**Prompt**
All lines of the entries with "SystemRoot" in them must be listed.

**Data provided**

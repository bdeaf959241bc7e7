// environment_provider.rs — Environment variable abstraction
//
// Provides a trait for env var access so Config and the %NAME% expansion of
// resource-reference module paths can be tested with mock values.

/// Maximum length, in UTF-16 units, of an expanded environment string.
pub const MAX_EXPANDED_LENGTH: usize = 32_767;





/// Trait for environment variable access.
/// Enables unit testing without depending on actual env vars.
pub trait EnvironmentProvider {

    ////////////////////////////////////////////////////////////////////////////
    //
    //  get_env_var
    //
    //  Returns the value of the named environment variable, if set.
    //
    ////////////////////////////////////////////////////////////////////////////

    fn get_env_var(&self, name: &str) -> Option<String>;
}





/// Default implementation that reads from the actual process environment.
pub struct DefaultEnvironmentProvider;





////////////////////////////////////////////////////////////////////////////////
//
//  impl EnvironmentProvider for DefaultEnvironmentProvider
//
//  Reads the named environment variable from the process environment.
//
////////////////////////////////////////////////////////////////////////////////

impl EnvironmentProvider for DefaultEnvironmentProvider {
    fn get_env_var(&self, name: &str) -> Option<String> {
        std::env::var(name).ok()
    }
}





////////////////////////////////////////////////////////////////////////////////
//
//  expand_environment_strings
//
//  Replaces each %NAME% placeholder with the value of NAME.  Undefined
//  names and an unpaired '%' are left verbatim, as the shell does.
//  Returns None when the result exceeds MAX_EXPANDED_LENGTH.
//
////////////////////////////////////////////////////////////////////////////////

pub fn expand_environment_strings(source: &str, provider: &dyn EnvironmentProvider) -> Option<String> {
    let mut expanded = String::with_capacity(source.len());
    let mut rest     = source;

    while let Some(open) = rest.find('%') {
        expanded.push_str(&rest[..open]);
        let after_open = &rest[open + 1..];

        let Some(close) = after_open.find('%') else {
            expanded.push_str(&rest[open..]);
            rest = "";
            break;
        };

        let name = &after_open[..close];

        match provider.get_env_var(name) {
            Some(value) if !name.is_empty() => {
                expanded.push_str(&value);
                rest = &after_open[close + 1..];
            }
            _ => {
                // Keep "%NAME" and rescan from the closing '%', which may
                // open the next placeholder.
                expanded.push('%');
                expanded.push_str(name);
                rest = &after_open[close..];
            }
        }
    }

    expanded.push_str(rest);

    if expanded.encode_utf16().count() > MAX_EXPANDED_LENGTH {
        return None;
    }

    Some(expanded)
}





/// Mock implementation for unit tests.
/// Stores preset key-value pairs.
#[cfg(test)]
pub struct MockEnvironmentProvider {
    vars: std::collections::HashMap<String, String>,
}





////////////////////////////////////////////////////////////////////////////////
//
//  impl Default for MockEnvironmentProvider
//
//  Returns a new empty MockEnvironmentProvider.
//
////////////////////////////////////////////////////////////////////////////////

#[cfg(test)]
impl Default for MockEnvironmentProvider {
    fn default() -> Self {
        Self::new()
    }
}





////////////////////////////////////////////////////////////////////////////////
//
//  impl MockEnvironmentProvider
//
//  Mock environment setup for unit tests.
//
////////////////////////////////////////////////////////////////////////////////

#[cfg(test)]
impl MockEnvironmentProvider {

    ////////////////////////////////////////////////////////////////////////////
    //
    //  new
    //
    //  Creates a new empty MockEnvironmentProvider.
    //
    ////////////////////////////////////////////////////////////////////////////

    pub fn new() -> Self {
        MockEnvironmentProvider {
            vars: std::collections::HashMap::new(),
        }
    }





    ////////////////////////////////////////////////////////////////////////////
    //
    //  set
    //
    //  Sets a key-value pair in the mock environment.
    //
    ////////////////////////////////////////////////////////////////////////////

    pub fn set(&mut self, name: &str, value: &str) {
        self.vars.insert(name.into(), value.into());
    }
}





////////////////////////////////////////////////////////////////////////////////
//
//  impl EnvironmentProvider for MockEnvironmentProvider
//
//  Returns the mock value for the named variable, if set.
//
////////////////////////////////////////////////////////////////////////////////

#[cfg(test)]
impl EnvironmentProvider for MockEnvironmentProvider {
    fn get_env_var(&self, name: &str) -> Option<String> {
        self.vars.get(name).cloned()
    }
}





#[cfg(test)]
mod tests {
    use super::*;

    ////////////////////////////////////////////////////////////////////////////
    //
    //  default_provider_reads_path
    //
    //  Verifies DefaultEnvironmentProvider reads the PATH variable.
    //
    ////////////////////////////////////////////////////////////////////////////

    #[test]
    fn default_provider_reads_path() {
        let provider = DefaultEnvironmentProvider;
        assert!(provider.get_env_var("PATH").is_some());
    }





    ////////////////////////////////////////////////////////////////////////////
    //
    //  default_provider_returns_none_for_missing
    //
    //  Verifies DefaultEnvironmentProvider returns None for missing vars.
    //
    ////////////////////////////////////////////////////////////////////////////

    #[test]
    fn default_provider_returns_none_for_missing() {
        let provider = DefaultEnvironmentProvider;
        assert!(provider.get_env_var("FOLDERALIAS_NONEXISTENT_VAR_12345").is_none());
    }





    ////////////////////////////////////////////////////////////////////////////
    //
    //  mock_provider_returns_set_values
    //
    //  Verifies MockEnvironmentProvider returns preset values.
    //
    ////////////////////////////////////////////////////////////////////////////

    #[test]
    fn mock_provider_returns_set_values() {
        let mut mock = MockEnvironmentProvider::new();
        mock.set("FOLDERALIAS", "H-;Debug");
        assert_eq!(mock.get_env_var("FOLDERALIAS"), Some("H-;Debug".into()));
    }





    ////////////////////////////////////////////////////////////////////////////
    //
    //  mock_provider_returns_none_for_unset
    //
    //  Verifies MockEnvironmentProvider returns None for unset vars.
    //
    ////////////////////////////////////////////////////////////////////////////

    #[test]
    fn mock_provider_returns_none_for_unset() {
        let mock = MockEnvironmentProvider::new();
        assert!(mock.get_env_var("FOLDERALIAS").is_none());
    }





    ////////////////////////////////////////////////////////////////////////////
    //
    //  expand_replaces_defined_variable
    //
    //  Verifies a defined %NAME% is replaced by its value.
    //
    ////////////////////////////////////////////////////////////////////////////

    #[test]
    fn expand_replaces_defined_variable() {
        let mut mock = MockEnvironmentProvider::new();
        mock.set("SystemRoot", r"C:\Windows");
        let expanded = expand_environment_strings(r"%SystemRoot%\system32\shell32.dll", &mock);
        assert_eq!(expanded.as_deref(), Some(r"C:\Windows\system32\shell32.dll"));
    }





    ////////////////////////////////////////////////////////////////////////////
    //
    //  expand_leaves_undefined_variable
    //
    //  Verifies an undefined %NAME% is left verbatim.
    //
    ////////////////////////////////////////////////////////////////////////////

    #[test]
    fn expand_leaves_undefined_variable() {
        let mock = MockEnvironmentProvider::new();
        let expanded = expand_environment_strings(r"%NoSuchVar%\a.dll", &mock);
        assert_eq!(expanded.as_deref(), Some(r"%NoSuchVar%\a.dll"));
    }





    ////////////////////////////////////////////////////////////////////////////
    //
    //  expand_rescans_after_undefined_variable
    //
    //  Verifies the closing '%' of an undefined name can open the next one.
    //
    ////////////////////////////////////////////////////////////////////////////

    #[test]
    fn expand_rescans_after_undefined_variable() {
        let mut mock = MockEnvironmentProvider::new();
        mock.set("B", "x");
        let expanded = expand_environment_strings("%A%B%", &mock);
        assert_eq!(expanded.as_deref(), Some("%Ax"));
    }





    ////////////////////////////////////////////////////////////////////////////
    //
    //  expand_keeps_unpaired_percent
    //
    //  Verifies a trailing unpaired '%' and an empty "%%" are kept.
    //
    ////////////////////////////////////////////////////////////////////////////

    #[test]
    fn expand_keeps_unpaired_percent() {
        let mock = MockEnvironmentProvider::new();
        assert_eq!(expand_environment_strings("100%", &mock).as_deref(), Some("100%"));
        assert_eq!(expand_environment_strings("a%%b", &mock).as_deref(), Some("a%%b"));
    }





    ////////////////////////////////////////////////////////////////////////////
    //
    //  expand_rejects_overlong_result
    //
    //  Verifies expansion fails past the host length limit.
    //
    ////////////////////////////////////////////////////////////////////////////

    #[test]
    fn expand_rejects_overlong_result() {
        let mut mock = MockEnvironmentProvider::new();
        mock.set("BIG", &"x".repeat(MAX_EXPANDED_LENGTH));
        assert!(expand_environment_strings("%BIG%", &mock).is_some());
        assert!(expand_environment_strings("%BIG%y", &mock).is_none());
    }
}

**Solution for this exercise**
        mock.set("SystemRoot", r"C:\Windows");
        let expanded = expand_environment_strings(r"%SystemRoot%\system32\shell32.dll", &mock);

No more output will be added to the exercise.